- **EXERCISE**
Go through the material line by line and copy each one with the word "applied".

- **INFORMATION GIVEN**
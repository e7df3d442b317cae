//! Per-key aggregation across pages and source queries.
//!
//! Records arriving for the same key are merged into a single
//! [`AggregateRecord`]: numeric fields are summed, contributing sources are
//! collected into a set. Only the configured metrics are summed. Sums are
//! checked: a total that would overflow is an error, never a wrapped value.

use crate::error::OverflowError;
use crate::models::{AggregateRecord, Metric, Record};
use std::collections::{BTreeMap, BTreeSet};
use tracing::debug;

/// Mapping from key to running totals for one report run.
#[derive(Debug, Clone, Default, PartialEq)]
pub struct Accumulator {
    fields: Vec<Metric>,
    allow: Option<BTreeSet<String>>,
    entries: BTreeMap<String, AggregateRecord>,
    skipped: usize,
}

impl Accumulator {
    /// Create an accumulator summing the given metrics.
    pub fn new(fields: &[Metric]) -> Self {
        let mut unique = Vec::with_capacity(fields.len());
        for field in fields {
            if !unique.contains(field) {
                unique.push(*field);
            }
        }

        Self {
            fields: unique,
            ..Self::default()
        }
    }

    /// Restrict processing to the listed keys. An empty list keeps every key.
    pub fn with_allow_list<I, S>(mut self, keys: I) -> Self
    where
        I: IntoIterator<Item = S>,
        S: Into<String>,
    {
        let keys: BTreeSet<String> = keys.into_iter().map(Into::into).collect();
        self.allow = if keys.is_empty() { None } else { Some(keys) };
        self
    }

    /// Merge one record. Returns `Ok(false)` when the key is filtered out.
    ///
    /// On overflow nothing of the record is applied.
    pub fn ingest<R: Record>(&mut self, source_id: &str, record: &R) -> Result<bool, OverflowError> {
        let key = record.key();

        if let Some(ref allow) = self.allow {
            if !allow.contains(key) {
                self.skipped += 1;
                return Ok(false);
            }
        }

        let current = self.entries.get(key);
        let mut sums = Vec::with_capacity(self.fields.len());
        for metric in &self.fields {
            if let Some(value) = record.metric(*metric)? {
                let total = current.map_or(0, |entry| entry.total(*metric));
                let sum = total
                    .checked_add(value)
                    .ok_or_else(|| OverflowError::new(key, *metric))?;
                sums.push((*metric, sum));
            }
        }

        let fields = &self.fields;
        let entry = self
            .entries
            .entry(key.to_string())
            .or_insert_with(|| AggregateRecord::new(fields));

        let named = record.sources();
        if named.is_empty() {
            entry.sources.insert(source_id.to_string());
        } else {
            entry.sources.extend(named.iter().cloned());
        }
        entry.totals.extend(sums);

        Ok(true)
    }

    /// Merge a partial accumulator built from other sources.
    pub fn absorb(&mut self, other: Accumulator) -> Result<(), OverflowError> {
        self.skipped += other.skipped;

        for (key, incoming) in other.entries {
            let current = self.entries.get(&key);
            let mut sums = Vec::with_capacity(incoming.totals.len());
            for (metric, value) in incoming.totals {
                if self.fields.contains(&metric) {
                    let total = current.map_or(0, |entry| entry.total(metric));
                    let sum = total
                        .checked_add(value)
                        .ok_or_else(|| OverflowError::new(&key, metric))?;
                    sums.push((metric, sum));
                }
            }

            let fields = &self.fields;
            let entry = self
                .entries
                .entry(key)
                .or_insert_with(|| AggregateRecord::new(fields));
            entry.sources.extend(incoming.sources);
            entry.totals.extend(sums);
        }

        debug!("Accumulator holds {} keys after merge", self.entries.len());
        Ok(())
    }

    /// A fresh, empty accumulator with the same configuration.
    pub fn empty_like(&self) -> Self {
        Self {
            fields: self.fields.clone(),
            allow: self.allow.clone(),
            entries: BTreeMap::new(),
            skipped: 0,
        }
    }

    /// Aggregated metrics.
    pub fn fields(&self) -> &[Metric] {
        &self.fields
    }

    #[cfg(test)]
    pub fn get(&self, key: &str) -> Option<&AggregateRecord> {
        self.entries.get(key)
    }

    /// Number of distinct keys seen.
    pub fn len(&self) -> usize {
        self.entries.len()
    }

    pub fn is_empty(&self) -> bool {
        self.entries.is_empty()
    }

    /// Records dropped by the allow-list.
    pub fn skipped(&self) -> usize {
        self.skipped
    }

    /// Entries in key order.
    pub fn iter(&self) -> impl Iterator<Item = (&String, &AggregateRecord)> {
        self.entries.iter()
    }

    /// Mutable access to every aggregate, in key order.
    pub fn records_mut(&mut self) -> impl Iterator<Item = &mut AggregateRecord> {
        self.entries.values_mut()
    }
}
//! Locale key-set reconciliation.
//!
//! Two sources rarely agree on locale naming: one writes `pt_BR`, the other
//! `pt-BR`, and one may only track base languages. Keys are normalized on
//! both sides before the difference is taken, and apparent differences that
//! match a suppression rule are set aside instead of reported.
//!
//! The base-language rule truncates at the first separator (`pt-BR` -> `pt`).
//! It is approximate: a regional variant that is genuinely missing is
//! suppressed whenever its base language exists on the other side.

use crate::error::ReconciliationInputError;
use serde::Serialize;
use std::collections::BTreeSet;

/// Unify separators (`_` becomes `-`) and trim whitespace.
pub fn normalize(key: &str) -> String {
    key.trim().replace('_', "-")
}

/// Base language of a normalized key: everything before the first `-`.
pub fn base_language(key: &str) -> &str {
    key.split('-').next().unwrap_or(key)
}

/// Immutable set of normalized keys from one source.
#[derive(Debug, Clone, Default, PartialEq, Eq)]
pub struct KeySet(BTreeSet<String>);

impl KeySet {
    /// Normalize raw keys; blank keys are dropped.
    pub fn from_raw<I, S>(keys: I) -> Self
    where
        I: IntoIterator<Item = S>,
        S: AsRef<str>,
    {
        Self(
            keys.into_iter()
                .map(|k| normalize(k.as_ref()))
                .filter(|k| !k.is_empty())
                .collect(),
        )
    }

    pub fn contains(&self, key: &str) -> bool {
        self.0.contains(key)
    }

    pub fn len(&self) -> usize {
        self.0.len()
    }

    pub fn is_empty(&self) -> bool {
        self.0.is_empty()
    }

    /// Keys in lexicographic order.
    pub fn iter(&self) -> impl Iterator<Item = &str> {
        self.0.iter().map(String::as_str)
    }
}

/// Suppression rules applied to the raw difference.
#[derive(Debug, Clone, PartialEq, Eq)]
pub struct ReconcilePolicy {
    /// Fallback codes never reported as missing.
    pub catch_all: BTreeSet<String>,
    /// Suppress keys whose base language exists in the reference set.
    pub base_language_fallback: bool,
}

impl Default for ReconcilePolicy {
    fn default() -> Self {
        Self {
            catch_all: BTreeSet::new(),
            base_language_fallback: true,
        }
    }
}

impl From<&crate::config::ReconcileConfig> for ReconcilePolicy {
    fn from(config: &crate::config::ReconcileConfig) -> Self {
        Self {
            catch_all: config.catch_all.iter().map(|k| normalize(k)).collect(),
            base_language_fallback: config.base_language_fallback,
        }
    }
}

/// Outcome of comparing a candidate set against a reference set.
#[derive(Debug, Clone, Default, PartialEq, Serialize)]
pub struct ReconciliationResult {
    /// Keys missing from the reference that should be reported.
    pub reportable: BTreeSet<String>,
    /// Keys missing from the reference but excluded by policy.
    pub ignored: BTreeSet<String>,
    /// Input problems found along the way.
    #[serde(skip)]
    pub warnings: Vec<ReconciliationInputError>,
}

/// Computes `candidates \ reference` under a [`ReconcilePolicy`].
#[derive(Debug, Clone, Default)]
pub struct Reconciler {
    policy: ReconcilePolicy,
}

impl Reconciler {
    pub fn new(policy: ReconcilePolicy) -> Self {
        Self { policy }
    }

    /// Keys present in `candidates` but absent from `reference`.
    ///
    /// With an empty reference nothing is suppressed: every candidate is
    /// reported and a warning is attached.
    pub fn reconcile(&self, candidates: &KeySet, reference: &KeySet) -> ReconciliationResult {
        let mut result = ReconciliationResult::default();

        if candidates.is_empty() {
            result
                .warnings
                .push(ReconciliationInputError::EmptyCandidates);
        }

        if reference.is_empty() {
            result
                .warnings
                .push(ReconciliationInputError::EmptyReference);
            result.reportable = candidates.iter().map(str::to_string).collect();
            return result;
        }

        for key in candidates.iter().filter(|k| !reference.contains(k)) {
            if self.is_suppressed(key, reference) {
                result.ignored.insert(key.to_string());
            } else {
                result.reportable.insert(key.to_string());
            }
        }

        result
    }

    fn is_suppressed(&self, key: &str, reference: &KeySet) -> bool {
        if self.policy.catch_all.contains(key) {
            return true;
        }

        self.policy.base_language_fallback && reference.contains(base_language(key))
    }
}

- **RESULT OF THE EXERCISE**
    /// On overflow nothing of the record is applied.
/// Suppression rules applied to the raw difference.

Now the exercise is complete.